How to Produce Controlled
Impedance Transmission Lines?

–The aim of creating controlled impedance is to avoid signal loss. And there are two simple ways you can achieve that goal:

Microstrip Method

This method has to do with having the trace on the top layer. And the trace usually has a ground plane under it.

The calculation involved in this method is quite complicated. Plus, it relies on different factors like height above the plane, relative permittivity, width of the trace, etc. So, your best option is to ensure that your ground plane is quite close to the top layer.

Stripline Method

The stripline method is similar to the microstrip, and the only difference is that the stripline has an additional group plane. And the group plane is on top of the trace. While using this method, ensure that you put the trace between the two planes. This method is a better option. And the reason is that within the two planes, there’s EMI radiation.

WELLPCB- Your High-Frequency
PCB Manufacturer

WellPCB has a wealth of experience in the field of PCB production. So, you can trust that you’ll get remarkable performing high-frequency PCB fabrication services. And our board usually ranges from 500MHz to 2GHz.

Here’s a table to give you an idea:

HF MaterialsDk
RO30033.00±0.04@10 GHz
RO4350B3.48±0.05@10 GHz
RT58802.20±0.02@10 GHz
RO4003C3.38±@10 GHz
RO301010.2±0.03@10 GHz
What is our capacity in general?
  • Properties
  • Thickness of board:
    0.4 – 5.0 mm
  • PP:
    Domestic- (6700), Rogers 4450F, etc.
  • Silkscreen sides:
    It depends on the file.
  • Number of layers:
    2 – 32 layers
  • Alternative methods:
    Countersink holes, Gold fingers, Peelable solder, mask Carbon oil
  • Silkscreen color:
    Black, yellow, white
  • Surface finish:
    Immersion tin – RoHS, ENIG – RoHS, Organic solderability preservatives – RoHS, Immersion silver – RoHS
  • Build time:
    It depends on the project (2 days to 5 weeks)
  • Minimum tracing:
  • Material:
    RO3010, RO4350B, RT5880, RO4003C, RO3003
  • Order quantity:
    1 – 10000+pcs
  • Solder mask color:
    Blue, red, yellow, green, white
  • Quality grade:
    Standard IPC 2
  • Board size:
    0.4-5.0 mm
  • Min drill hole diameter:
  • Finished copper weight:
    0.5 – 2.0 0z
  • Min annular ring:
  • Impedance tolerance:


1. How to choose the board material of high frequency pcb/High-speed PCB Materials?

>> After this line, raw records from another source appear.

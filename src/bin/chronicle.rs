//! Chronicle CLI: load batch documents into a store and inspect the result.
//!
//! Usage:
//!   chronicle load <files>... [--reject-cycles] [--defer-patterns] [--db path]
//!   chronicle export [--out path] [--db path]
//!   chronicle show <reference> [--db path]
//!   chronicle stats [--db path]

use chronicle::{
    BatchDocument, CyclePolicy, Engine, EngineConfig, JsonLinesExporter, OpenStore, PatternPolicy, PublicId,
    ReadHorizon, SqliteStore,
};
use clap::{Parser, Subcommand};
use std::fs::File;
use std::io::{BufWriter, Write};
use std::path::{Path, PathBuf};
use std::sync::Arc;

#[derive(Parser)]
#[command(
    name = "chronicle",
    version,
    about = "Authoring sessions for versioned terminology graphs"
)]
struct Cli {
    #[command(subcommand)]
    command: Commands,
    /// Path to SQLite database file
    #[arg(long, global = true)]
    db: Option<PathBuf>,
}

#[derive(Subcommand)]
enum Commands {
    /// Commit batch documents (JSON or YAML) inside one load phase
    Load {
        /// Documents to load, in order
        #[arg(required = true)]
        files: Vec<PathBuf>,
        /// Fail commits whose is-a axioms close a cycle
        #[arg(long)]
        reject_cycles: bool,
        /// Accept semantics whose pattern is not defined yet
        #[arg(long)]
        defer_patterns: bool,
    },
    /// Write the committed graph as JSON lines
    Export {
        /// Output file (stdout when omitted)
        #[arg(long)]
        out: Option<PathBuf>,
    },
    /// Show one entity by UUID or name
    Show {
        /// UUID, or a name hashed into one
        reference: String,
    },
    /// Print counts for the store
    Stats,
}

/// Get the default database path (~/.local/share/chronicle/chronicle.db)
fn default_db_path() -> PathBuf {
    let data_dir = dirs::data_dir()
        .unwrap_or_else(|| dirs::home_dir().unwrap_or_default().join(".local/share"));
    let chronicle_dir = data_dir.join("chronicle");
    std::fs::create_dir_all(&chronicle_dir).ok();
    chronicle_dir.join("chronicle.db")
}

fn open_engine(db: Option<PathBuf>, config: EngineConfig) -> Result<Engine, String> {
    let db_path = db.unwrap_or_else(default_db_path);
    let store = SqliteStore::open(&db_path).map_err(|e| format!("Failed to open database: {}", e))?;
    Engine::open(Arc::new(store), config).map_err(|e| format!("Failed to restore engine: {}", e))
}

fn parse_reference(text: &str) -> PublicId {
    match uuid::Uuid::parse_str(text) {
        Ok(uuid) => PublicId::new(uuid),
        Err(_) => PublicId::from_name(text),
    }
}

fn print_json(value: &impl serde::Serialize) -> i32 {
    match serde_json::to_string_pretty(value) {
        Ok(text) => {
            println!("{}", text);
            0
        }
        Err(e) => {
            eprintln!("Error: {}", e);
            1
        }
    }
}

fn cmd_load(engine: &Engine, files: &[PathBuf]) -> i32 {
    let mut documents = Vec::with_capacity(files.len());
    for path in files {
        match BatchDocument::from_path(path) {
            Ok(doc) => documents.push(doc),
            Err(e) => {
                eprintln!("Error: cannot read '{}': {}", path.display(), e);
                return 1;
            }
        }
    }
    // Nested phases: every document shares one index catch-up at the end
    if let Err(e) = engine.begin_load_phase() {
        eprintln!("Error: {}", e);
        return 1;
    }
    let mut code = 0;
    for (path, doc) in files.iter().zip(documents) {
        match doc.apply(engine) {
            Ok(report) => println!(
                "Loaded '{}': {} sessions, {} versions, {} new handles",
                path.display(),
                report.sessions,
                report.versions,
                report.allocated
            ),
            Err(e) => {
                eprintln!("Error: '{}': {}", path.display(), e);
                code = 2;
                break;
            }
        }
    }
    if let Err(e) = engine.end_load_phase() {
        eprintln!("Error: {}", e);
        return 1;
    }
    code
}

fn cmd_export(engine: &Engine, out: Option<&Path>) -> i32 {
    let result = match out {
        Some(path) => match File::create(path) {
            Ok(file) => {
                let mut exporter = JsonLinesExporter::new(BufWriter::new(file));
                engine.export(&mut exporter)
            }
            Err(e) => {
                eprintln!("Error: cannot create '{}': {}", path.display(), e);
                return 1;
            }
        },
        None => {
            let mut exporter = JsonLinesExporter::new(std::io::stdout().lock());
            engine.export(&mut exporter)
        }
    };
    match result {
        Ok(summary) => {
            if out.is_some() {
                println!(
                    "Exported {} identities and {} versions (through commit {})",
                    summary.identities, summary.versions, summary.last_commit
                );
            }
            0
        }
        Err(e) => {
            eprintln!("Error: {}", e);
            1
        }
    }
}

fn cmd_show(engine: &Engine, reference: &str) -> i32 {
    let handle = match engine.lookup(&parse_reference(reference)) {
        Ok(Some(handle)) => handle,
        Ok(None) => {
            eprintln!("Error: '{}' not found", reference);
            return 1;
        }
        Err(e) => {
            eprintln!("Error: {}", e);
            return 1;
        }
    };
    let latest = engine.latest(handle, &ReadHorizon::latest());
    let report = serde_json::json!({
        "handle": handle,
        "uuids": engine.public_id(handle).map(|id| id.uuids().to_vec()).unwrap_or_default(),
        "state": engine.handle_state(handle),
        "versions": engine.chronicle(handle).len(),
        "latest": latest,
        "children": engine.children(handle),
        "descriptions": engine
            .descriptions(handle)
            .iter()
            .filter_map(|d| d.as_description().map(|d| d.text.clone()))
            .collect::<Vec<_>>(),
        "semantics": engine.semantics_for(handle),
    });
    print_json(&report)
}

fn main() {
    tracing_subscriber::fmt()
        .with_env_filter(
            tracing_subscriber::EnvFilter::from_default_env().add_directive(tracing::Level::WARN.into()),
        )
        .with_writer(std::io::stderr)
        .init();

    let cli = Cli::parse();
    let config = match &cli.command {
        Commands::Load {
            reject_cycles,
            defer_patterns,
            ..
        } => EngineConfig::default()
            .with_cycle_policy(if *reject_cycles { CyclePolicy::Reject } else { CyclePolicy::Allow })
            .with_pattern_policy(if *defer_patterns { PatternPolicy::Deferred } else { PatternPolicy::Eager }),
        _ => EngineConfig::default(),
    };
    let engine = match open_engine(cli.db, config) {
        Ok(e) => e,
        Err(e) => {
            eprintln!("Error: {}", e);
            std::process::exit(1);
        }
    };
    let code = match cli.command {
        Commands::Load { files, .. } => cmd_load(&engine, &files),
        Commands::Export { out } => cmd_export(&engine, out.as_deref()),
        Commands::Show { reference } => cmd_show(&engine, &reference),
        Commands::Stats => print_json(&engine.stats()),
    };
    if let Err(e) = std::io::stdout().flush() {
        eprintln!("Error: {}", e);
    }
    std::process::exit(code);
}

For the selection of materials, FR-4 material is the common laminate material. Other substrate materials, except for alumina substrates, like PPO and Teflon are also in use as frequency laminates. Furthermore, you also need to consider the material combinations,  dielectric material, carrier substrate of the PCB substrate.

2. How about the signal integrity issues in high-frequency signal transmission?

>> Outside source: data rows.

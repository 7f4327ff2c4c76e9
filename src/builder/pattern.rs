//! PatternBuilder: meaning, purpose and ordered field definitions

use super::facet::{DescriptionFacet, PatternFacet};
use crate::identity::PublicId;
use crate::schema::FieldDefinition;

#[derive(Debug, Clone, PartialEq)]
pub struct PatternBuilder {
    reference: PublicId,
    pub(crate) meaning: Option<PublicId>,
    pub(crate) purpose: Option<PublicId>,
    pub(crate) fields: Vec<FieldDefinition>,
    pub(crate) descriptions: Vec<DescriptionFacet>,
}

impl PatternBuilder {
    pub fn new(reference: PublicId) -> Self {
        Self {
            reference,
            meaning: None,
            purpose: None,
            fields: Vec::new(),
            descriptions: Vec::new(),
        }
    }

    pub fn reference(&self) -> &PublicId {
        &self.reference
    }

    /// Meaning and purpose replace earlier values; fields append in call order.
    pub fn attach(&mut self, facet: PatternFacet) -> &mut Self {
        match facet {
            PatternFacet::Meaning { meaning } => self.meaning = Some(meaning),
            PatternFacet::Purpose { purpose } => self.purpose = Some(purpose),
            PatternFacet::Field(field) => self.fields.push(field),
            PatternFacet::Fields { fields } => self.fields.extend(fields),
            PatternFacet::Description(d) => self.descriptions.push(d),
        }
        self
    }

    pub fn meaning(&mut self, meaning: PublicId) -> &mut Self {
        self.attach(PatternFacet::Meaning { meaning })
    }

    pub fn purpose(&mut self, purpose: PublicId) -> &mut Self {
        self.attach(PatternFacet::Purpose { purpose })
    }

    pub fn field(&mut self, field: FieldDefinition) -> &mut Self {
        self.attach(PatternFacet::Field(field))
    }

    pub fn description(&mut self, description: DescriptionFacet) -> &mut Self {
        self.attach(PatternFacet::Description(description))
    }
}

#[cfg(test)]
mod tests {
    use super::*;
    use crate::schema::FieldType;

    #[test]
    fn test_field_order_is_call_order() {
        let mut builder = PatternBuilder::new(PublicId::from_name("Identifier pattern"));
        builder
            .meaning(PublicId::from_name("Identifier source"))
            .purpose(PublicId::from_name("Identifier purpose"))
            .field(
                FieldDefinition::new(
                    PublicId::from_name("Identifier source"),
                    PublicId::from_name("Identifier source"),
                    FieldType::Component,
                )
                .with_name("source"),
            )
            .field(
                FieldDefinition::new(
                    PublicId::from_name("Identifier value"),
                    PublicId::from_name("Identifier value"),
                    FieldType::String,
                )
                .with_name("value"),
            );
        let names: Vec<_> = builder.fields.iter().map(|f| f.name.as_deref()).collect();
        assert_eq!(names, vec![Some("source"), Some("value")]);
    }
}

Signal integrity is to measure these signal distortions in the high-frequency regime. signal traces, the signal layer, and signal energy may affect the efficient signal transmission. For more about the high-speed signal, please contact our team.

3. What to consider in the High-speed PCB design/High-frequency designs?

First, consider circuit designs’ design rules such as PCB layout design, the design process in the electronics design. Besides, your high-frequency applications determine the circuit performance you need. Such as characteristic impedance, mechanical strength, thermal characteristics (thermal expansion), chemical resistance, loss tangent, heat dissipation. Then,  layer thickness, PCB Component (critical components) of the electronic device, digital circuitry,  conductive layers. Also,  antenna arrays, antenna efficiency, conductor losses are also important factors to consider.